Майкл собрался с силами еще раз, но мне было ясно, что теперь убивать пауков стало невозможно.
Для меня оставалась еще возможность бегства. Я мог уйти, очень медленно, через кольцо нападающих, к краю леса. Я мог исчезнуть среди деревьев, а потом унестись прочь, как будто за мной гонится черт. Даже если они побегут за мной, у меня были бы неплохие шансы уйти от них. Я мог пересечь реку. А они — нет.
Я не герой. И никогда не утверждал, что герой. Если стартовать немедленно, мне это удалось бы. Но я не стартовал. Не потому, что я герой — скорее, по противоположной причине. Я испугался. Я промедлил. И упустил свой шанс.
Майкл сбился снова, и пауки придвинулись ближе. Они шли очень медленно, но шли. Они не спешили, и я, возможно, еще мог бы убежать. Но я не мог себя заставить. Я посмотрел на пауков и, еще даже не успев найти время для размышлений, оказался подле Майкла.
Я поглядел на него сверху вниз и через его плечо на Мерседу. Он был готов вот-вот свалиться. Она спала, как ребенок, и ничего не подозревала.
Я отнял флейту от губ Майкла. Очень осторожно. Он не сопротивлялся.
Когда первый паук уже собрался обрушиться на нас, я поднес флейту к губам.
Настало твое время, сказал я ветру. Я совсем немузыкален.
16Ветер был хорошим музыкантом. Хотя мы и не достигли успехов Майкла, но ведь у нас не было его пальцев трюкача. Для пауков, во всяком случае, мы были достаточно хороши. Я полагаю, что они были весьма ограниченными. Мы даже не пытались играть ту же музыку, мы довольствовались чем-то более простым и с множеством повторений. Не было ни времени, ни способностей упорядочить все вариации на эту тему. Когда мы заметили, что наша короткая вещица делает свое дело, мы начали играть ее снова и снова, пытаясь имитировать стиль Майкла и добившись в этом пункте решительных успехов.
Почему-то я казался сам себе безучастным зрителем. Уже не первый раз бывало так, что ветер полностью контролировал мое тело. Когда мы сажали «Дронт» в туманности Альциона, я был без сознания, но в других ситуациях ветер действовал тайно или против моей воли.
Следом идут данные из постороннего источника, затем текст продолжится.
// Copyright lowRISC contributors.
// Licensed under the Apache License, Version 2.0, see LICENSE for details.
// SPDX-License-Identifier: Apache-2.0

//! I/O utilities.

use std::fs::File;
use std::io;
use std::io::BufReader;
use std::io::Read;
use std::io::Write;
use std::path::Path;

/// Like `?`, but crashes the binary with a nice error message.
macro_rules! check {
    ($result:expr, $fmt:literal $(, $args:expr)* $(,)?) => {
        match $result {
            Ok(x) => x,
            Err(e) => {
                eprintln!("error: {}: {:?}", format_args!($fmt, $($args,)*), e);
                std::process::exit(2)
            }
        }
    }
}

/// Expands `$expr` once for the Rust type matching a
/// [`binio::io::PrimitiveKind`], with that type bound to `$ty`.
macro_rules! kind_match {
    ($kind:expr, |$ty:ident: type| $expr:expr) => {{
        use binio::io::PrimitiveKind as K;
        match $kind {
            K::U8 => { type $ty = u8; $expr }
            K::I8 => { type $ty = i8; $expr }
            K::Bool => { type $ty = bool; $expr }
            K::U16 => { type $ty = u16; $expr }
            K::I16 => { type $ty = i16; $expr }
            K::U32 => { type $ty = u32; $expr }
            K::I32 => { type $ty = i32; $expr }
            K::U64 => { type $ty = u64; $expr }
            K::I64 => { type $ty = i64; $expr }
            K::F32 => { type $ty = f32; $expr }
            K::F64 => { type $ty = f64; $expr }
        }
    }};
}

/// Opens the given input and output files.
///
/// If either file is missing, it is replaced with stdin or stdout, respectively.
pub fn stdio(
    input_file: Option<impl AsRef<Path>>,
    output_file: Option<impl AsRef<Path>>,
) -> (Box<dyn Read>, Box<dyn Write>) {
    let input: Box<dyn Read> = match input_file {
        Some(path) => {
            let file = check!(File::open(path), "failed to open input file");
            Box::new(BufReader::new(file))
        }
        None => Box::new(io::stdin()),
    };

    let output: Box<dyn Write> = match output_file {
        Some(path) => {
            let file =
                check!(File::create(path), "failed to open output file");
            Box::new(file)
        }
        None => Box::new(io::stdout()),
    };

    (input, output)
}

/// Reads `r` to completion.
pub fn read_all(mut r: impl Read) -> Vec<u8> {
    let mut buf = Vec::new();
    check!(r.read_to_end(&mut buf), "failed to read input");
    buf
}

/// Writes `value` to `w` as JSON, followed by a newline.
pub fn write_json(
    mut w: impl Write,
    value: &impl serde::Serialize,
    pretty: bool,
) {
    let r = match pretty {
        true => serde_json::to_writer_pretty(&mut w, value),
        false => serde_json::to_writer(&mut w, value),
    };
    check!(r, "failed to serialize output");
    check!(writeln!(w), "failed to write output");
}

/// A decoded value that can be printed as JSON.
///
/// Floats are printed as an object holding both the value and its raw bit
/// pattern, since JSON has no NaN or infinities.
pub trait ToJson {
    /// Converts `self` into a JSON value.
    fn to_json(self) -> serde_json::Value;
}

macro_rules! to_json_exact {
    ($($ty:ty),*) => {$(
        impl ToJson for $ty {
            fn to_json(self) -> serde_json::Value {
                self.into()
            }
        }
    )*}
}

to_json_exact!(u8, i8, bool, u16, i16, u32, i32, u64, i64);

macro_rules! to_json_float {
    ($($ty:ty => $digits:literal),*) => {$(
        impl ToJson for $ty {
            fn to_json(self) -> serde_json::Value {
                serde_json::json!({
                    "value": self,
                    "bits": format!("{:#0w$x}", self.to_bits(), w = $digits + 2),
                })
            }
        }
    )*}
}

to_json_float!(f32 => 8, f64 => 16);

#[cfg(test)]
mod test {
    use super::*;
    use serde_json::json;

    #[test]
    fn exact_values() {
        assert_eq!(0xffu8.to_json(), json!(255));
        assert_eq!((-2i64).to_json(), json!(-2));
        assert_eq!(u64::MAX.to_json(), json!(u64::MAX));
        assert_eq!(true.to_json(), json!(true));
    }

    #[test]
    fn floats_carry_bits() {
        assert_eq!(
            1.0f64.to_json(),
            json!({"value": 1.0, "bits": "0x3ff0000000000000"})
        );
        assert_eq!(
            f32::NEG_INFINITY.to_json(),
            json!({"value": null, "bits": "0xff800000"})
        );
        assert_eq!(
            f32::from_bits(0x0000_0001).to_json()["bits"],
            json!("0x00000001")
        );
    }
}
Ощущать все это было странно, но вовсе не так плохо, как я себе представлял. Все было почти так, будто я застыл, как пауки — не против своей воли, но просто потому, что чувствовал, что не могу двинуться и даже громко подумать, чтобы не нарушить внутренний контакт ветра при координации моего тела. Я вынужден был стать каким-то душевным зародышем, как можно меньше и незначительнее.
Самым главным при этом было то, что сам я проявлял к этому добрую волю и все это меня не пугало. Я не особенно любил ветер, но это и не было нужно, если знаешь, что находишься с ним по одну сторону баррикады. Во мне все еще не улегся страх, что он сможет «овладеть» мной, но он уже достаточно притерся — ведь мы слишком долго жили вместе, чтобы находиться в состоянии войны.
Я холодно смотрел глазами, движения которых уже не контролировал. Я видел четырех пауков. Один был мертв. Значит, сзади было еще три. Я уже не мог вспомнить, какой из них был ближе всего, но, вероятно, это был один из тех, кого я не мог видеть.
Рядом со мной Майкл сполз на землю. Он лежал совсем тихо; его тело свернулось у моих ног.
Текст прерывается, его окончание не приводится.